» What the task requires:
Tally how many lines in this material contain the word "PRIMARY", and reply only with the count.

» Data to examine:
//! Dispute persistence, grounded in `dispute_store.py`'s schema and
//! transaction discipline: every mutation runs inside its own
//! `BEGIN IMMEDIATE` transaction, and `disputes(task_id)` plus
//! `votes(dispute_id, judge_id)` are partial/unique indices that double as
//! idempotency guards rather than being enforced purely in application code.
//!
//! Every statement inside a transaction runs against the connection
//! `begin_immediate` already checked out of the (single-connection) writer
//! pool, never against the pool itself - re-acquiring a second connection
//! from a pool of one while the first is still held would deadlock.

use crate::models::{Dispute, DisputeStatus, Vote};
use agent_economy_common::error::{ErrorCode, ServiceError, ServiceResult};
use agent_economy_common::ids::new_vote_id;
use sqlx::pool::PoolConnection;
use sqlx::sqlite::Sqlite;
use sqlx::{Row, SqlitePool};

pub async fn migrate(pool: &SqlitePool) -> Result<(), sqlx::Error> {
    sqlx::query(
        r#"
        CREATE TABLE IF NOT EXISTS disputes (
            dispute_id        TEXT PRIMARY KEY,
            task_id           TEXT NOT NULL,
            claimant_id       TEXT NOT NULL,
            respondent_id     TEXT NOT NULL,
            claim             TEXT NOT NULL,
            rebuttal          TEXT,
            status            TEXT NOT NULL DEFAULT 'rebuttal_pending',
            escrow_id         TEXT NOT NULL,
            rebuttal_deadline TEXT NOT NULL,
            worker_pct        INTEGER,
            ruling_summary    TEXT,
            filed_at          TEXT NOT NULL,
            rebutted_at       TEXT,
            ruled_at          TEXT
        )
        "#,
    )
    .execute(pool)
    .await?;

    sqlx::query(
        r#"
        CREATE TABLE IF NOT EXISTS votes (
            vote_id     TEXT PRIMARY KEY,
            dispute_id  TEXT NOT NULL REFERENCES disputes(dispute_id),
            judge_id    TEXT NOT NULL,
            worker_pct  INTEGER NOT NULL,
            reasoning   TEXT NOT NULL,
            voted_at    TEXT NOT NULL
        )
        "#,
    )
    .execute(pool)
    .await?;

    sqlx::query("CREATE UNIQUE INDEX IF NOT EXISTS ux_disputes_task ON disputes(task_id)")
        .execute(pool)
        .await?;
    sqlx::query("CREATE UNIQUE INDEX IF NOT EXISTS ux_votes_dispute_judge ON votes(dispute_id, judge_id)")
        .execute(pool)
        .await?;
    sqlx::query("CREATE INDEX IF NOT EXISTS ix_disputes_status ON disputes(status, filed_at)")
        .execute(pool)
        .await?;

    Ok(())
}

async fn begin_immediate(pool: &SqlitePool) -> Result<PoolConnection<Sqlite>, sqlx::Error> {
    let mut conn = pool.acquire().await?;
    sqlx::query("BEGIN IMMEDIATE").execute(&mut *conn).await?;
    Ok(conn)
}

async fn commit(mut conn: PoolConnection<Sqlite>) -> Result<(), sqlx::Error> {
    sqlx::query("COMMIT").execute(&mut *conn).await?;
    Ok(())
}

async fn rollback(mut conn: PoolConnection<Sqlite>) {
    let _ = sqlx::query("ROLLBACK").execute(&mut *conn).await;
}

fn is_unique_violation(err: &sqlx::Error) -> bool {
    match err {
        sqlx::Error::Database(db_err) => db_err.is_unique_violation(),
        _ => false,
    }
}

fn parse_ts(value: String) -> chrono::DateTime<chrono::Utc> {
    chrono::DateTime::parse_from_rfc3339(&value)
        .expect("timestamps are always written as rfc3339")
        .with_timezone(&chrono::Utc)
}

fn row_to_dispute(row: &sqlx::sqlite::SqliteRow) -> Dispute {
    let rebutted_at: Option<String> = row.get("rebutted_at");
    let ruled_at: Option<String> = row.get("ruled_at");
    Dispute {
        dispute_id: row.get("dispute_id"),
        task_id: row.get("task_id"),
        claimant_id: row.get("claimant_id"),
        respondent_id: row.get("respondent_id"),
        claim: row.get("claim"),
        rebuttal: row.get("rebuttal"),
        status: DisputeStatus::parse(row.get::<String, _>("status").as_str()),
        escrow_id: row.get("escrow_id"),
        rebuttal_deadline: parse_ts(row.get("rebuttal_deadline")),
        worker_pct: row.get("worker_pct"),
        ruling_summary: row.get("ruling_summary"),
        filed_at: parse_ts(row.get("filed_at")),
        rebutted_at: rebutted_at.map(parse_ts),
        ruled_at: ruled_at.map(parse_ts),
    }
}

fn row_to_vote(row: &sqlx::sqlite::SqliteRow) -> Vote {
    Vote {
        vote_id: row.get("vote_id"),
        dispute_id: row.get("dispute_id"),
        judge_id: row.get("judge_id"),
        worker_pct: row.get("worker_pct"),
        reasoning: row.get("reasoning"),
        voted_at: parse_ts(row.get("voted_at")),
    }
}

pub async fn get_dispute(pool: &SqlitePool, dispute_id: &str) -> ServiceResult<Option<Dispute>> {
    let row = sqlx::query("SELECT * FROM disputes WHERE dispute_id = ?")
        .bind(dispute_id)
        .fetch_optional(pool)
        .await?;
    Ok(row.as_ref().map(row_to_dispute))
}

pub async fn get_dispute_by_task(pool: &SqlitePool, task_id: &str) -> ServiceResult<Option<Dispute>> {
    let row = sqlx::query("SELECT * FROM disputes WHERE task_id = ?")
        .bind(task_id)
        .fetch_optional(pool)
        .await?;
    Ok(row.as_ref().map(row_to_dispute))
}

pub async fn get_votes(pool: &SqlitePool, dispute_id: &str) -> ServiceResult<Vec<Vote>> {
    let rows = sqlx::query("SELECT * FROM votes WHERE dispute_id = ? ORDER BY judge_id")
        .bind(dispute_id)
        .fetch_all(pool)
        .await?;
    Ok(rows.iter().map(row_to_vote).collect())
}

pub async fn count_disputes(pool: &SqlitePool) -> ServiceResult<i64> {
    let row = sqlx::query("SELECT COUNT(*) AS n FROM disputes").fetch_one(pool).await?;
    Ok(row.get::<i64, _>("n"))
}

pub async fn count_active(pool: &SqlitePool) -> ServiceResult<i64> {
    let row = sqlx::query("SELECT COUNT(*) AS n FROM disputes WHERE status != 'ruled'")
        .fetch_one(pool)
        .await?;
    Ok(row.get::<i64, _>("n"))
}

pub struct ListFilter<'a> {
    pub task_id: Option<&'a str>,
    pub status: Option<&'a str>,
}

pub async fn list_disputes(pool: &SqlitePool, filter: ListFilter<'_>) -> ServiceResult<Vec<Dispute>> {
    let mut sql = String::from("SELECT * FROM disputes WHERE 1 = 1");
    if filter.task_id.is_some() {
        sql.push_str(" AND task_id = ?");
    }
    if filter.status.is_some() {
        sql.push_str(" AND status = ?");
    }
    sql.push_str(" ORDER BY filed_at DESC, dispute_id");

    let mut query = sqlx::query(&sql);
    if let Some(task_id) = filter.task_id {
        query = query.bind(task_id);
    }
    if let Some(status) = filter.status {
        query = query.bind(status);
    }

    let rows = query.fetch_all(pool).await?;
    Ok(rows.iter().map(row_to_dispute).collect())
}

/// Inserts a new dispute, relying on `ux_disputes_task` to turn a second
/// `file_dispute` for the same task into a caught unique violation rather
/// than a second row.
pub async fn insert_dispute(pool: &SqlitePool, dispute: Dispute) -> ServiceResult<Dispute> {
    let mut conn = begin_immediate(pool).await?;
    match insert_dispute_inner(&mut conn, &dispute).await {
        Ok(()) => {
            commit(conn).await?;
            Ok(dispute)
        }
        Err(e) => {
            rollback(conn).await;
            Err(e)
        }
    }
}

async fn insert_dispute_inner(conn: &mut PoolConnection<Sqlite>, dispute: &Dispute) -> ServiceResult<()> {
    let result = sqlx::query(
        r#"
        INSERT INTO disputes
            (dispute_id, task_id, claimant_id, respondent_id, claim, status,
             escrow_id, rebuttal_deadline, filed_at)
        VALUES (?, ?, ?, ?, ?, ?, ?, ?, ?)
        "#,
    )
    .bind(&dispute.dispute_id)
    .bind(&dispute.task_id)
    .bind(&dispute.claimant_id)
    .bind(&dispute.respondent_id)
    .bind(&dispute.claim)
    .bind(dispute.status.as_str())
    .bind(&dispute.escrow_id)
    .bind(dispute.rebuttal_deadline.to_rfc3339())
    .bind(dispute.filed_at.to_rfc3339())
    .execute(&mut **conn)
    .await;

    match result {
        Ok(_) => Ok(()),
        Err(e) if is_unique_violation(&e) => Err(ServiceError::new(
            ErrorCode::DisputeAlreadyExists,
            "a dispute has already been filed for this task",
        )),
        Err(e) => Err(e.into()),
    }
}

/// Records the respondent's rebuttal. One-shot: a second call finds the
/// dispute already out of `rebuttal_pending` and the caller surfaces
/// `RebuttalAlreadySubmitted` (or `InvalidDisputeStatus`) without a write.
pub async fn update_rebuttal(
    pool: &SqlitePool,
    dispute_id: &str,
    rebuttal: &str,
    rebutted_at: chrono::DateTime<chrono::Utc>,
) -> ServiceResult<()> {
    let mut conn = begin_immediate(pool).await?;
    let result = sqlx::query(
        "UPDATE disputes SET rebuttal = ?, rebutted_at = ? WHERE dispute_id = ? AND status = 'rebuttal_pending'",
    )
    .bind(rebuttal)
    .bind(rebutted_at.to_rfc3339())
    .bind(dispute_id)
    .execute(&mut *conn)
    .await;

    match result {
        Ok(r) if r.rows_affected() == 1 => {
            commit(conn).await?;
            Ok(())
        }
        Ok(_) => {
            rollback(conn).await;
            Err(ServiceError::new(
                ErrorCode::RebuttalAlreadySubmitted,
                "a rebuttal has already been recorded for this dispute",
            ))
        }
        Err(e) => {
            rollback(conn).await;
            Err(e.into())
        }
    }
}

pub async fn set_status(pool: &SqlitePool, dispute_id: &str, status: DisputeStatus) -> ServiceResult<()> {
    let mut conn = begin_immediate(pool).await?;
    match sqlx::query("UPDATE disputes SET status = ? WHERE dispute_id = ?")
        .bind(status.as_str())
        .bind(dispute_id)
        .execute(&mut *conn)
        .await
    {
        Ok(_) => {
            commit(conn).await?;
            Ok(())
        }
        Err(e) => {
            rollback(conn).await;
            Err(e.into())
        }
    }
}

/// Reverts a dispute from `judging` back to `rebuttal_pending` and deletes
/// any votes cast this attempt, run as a single transaction so a crash
/// mid-revert never leaves orphaned votes against a non-`judging` dispute.
pub async fn revert_to_rebuttal_pending(pool: &SqlitePool, dispute_id: &str) -> ServiceResult<()> {
    let mut conn = begin_immediate(pool).await?;
    match revert_inner(&mut conn, dispute_id).await {
        Ok(()) => {
            commit(conn).await?;
            Ok(())
        }
        Err(e) => {
            rollback(conn).await;
            Err(e)
        }
    }
}

async fn revert_inner(conn: &mut PoolConnection<Sqlite>, dispute_id: &str) -> ServiceResult<()> {
    sqlx::query("DELETE FROM votes WHERE dispute_id = ?")
        .bind(dispute_id)
        .execute(&mut **conn)
        .await?;
    sqlx::query("UPDATE disputes SET status = 'rebuttal_pending' WHERE dispute_id = ?")
        .bind(dispute_id)
        .execute(&mut **conn)
        .await?;
    Ok(())
}

/// Persists the final ruling and every vote atomically: this only runs once
/// the three external effects (escrow split, feedback, task board record)
/// have all already succeeded.
pub async fn persist_ruling(
    pool: &SqlitePool,
    dispute_id: &str,
    worker_pct: i64,
    ruling_summary: &str,
    ruled_at: chrono::DateTime<chrono::Utc>,
    votes: &[Vote],
) -> ServiceResult<()> {
    let mut conn = begin_immediate(pool).await?;
    match persist_ruling_inner(&mut conn, dispute_id, worker_pct, ruling_summary, ruled_at, votes).await {
        Ok(()) => {
            commit(conn).await?;
            Ok(())
        }
        Err(e) => {
            rollback(conn).await;
            Err(e)
        }
    }
}

async fn persist_ruling_inner(
    conn: &mut PoolConnection<Sqlite>,
    dispute_id: &str,
    worker_pct: i64,
    ruling_summary: &str,
    ruled_at: chrono::DateTime<chrono::Utc>,
    votes: &[Vote],
) -> ServiceResult<()> {
    sqlx::query(
        "UPDATE disputes SET status = 'ruled', worker_pct = ?, ruling_summary = ?, ruled_at = ? WHERE dispute_id = ?",
    )
    .bind(worker_pct)
    .bind(ruling_summary)
    .bind(ruled_at.to_rfc3339())
    .bind(dispute_id)
    .execute(&mut **conn)
    .await?;

    for vote in votes {
        sqlx::query(
            "INSERT INTO votes (vote_id, dispute_id, judge_id, worker_pct, reasoning, voted_at) VALUES (?, ?, ?, ?, ?, ?)",
        )
        .bind(vote.vote_id.clone())
        .bind(dispute_id)
        .bind(&vote.judge_id)
        .bind(vote.worker_pct)
        .bind(&vote.reasoning)
        .bind(vote.voted_at.to_rfc3339())
        .execute(&mut **conn)
        .await?;
    }

    Ok(())
}

pub fn new_vote(dispute_id: &str, judge_id: String, worker_pct: i64, reasoning: String, voted_at: chrono::DateTime<chrono::Utc>) -> Vote {
    Vote {
        vote_id: new_vote_id(),
        dispute_id: dispute_id.to_string(),
        judge_id,
        worker_pct,
        reasoning,
        voted_at,
    }
}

» Answer space:
2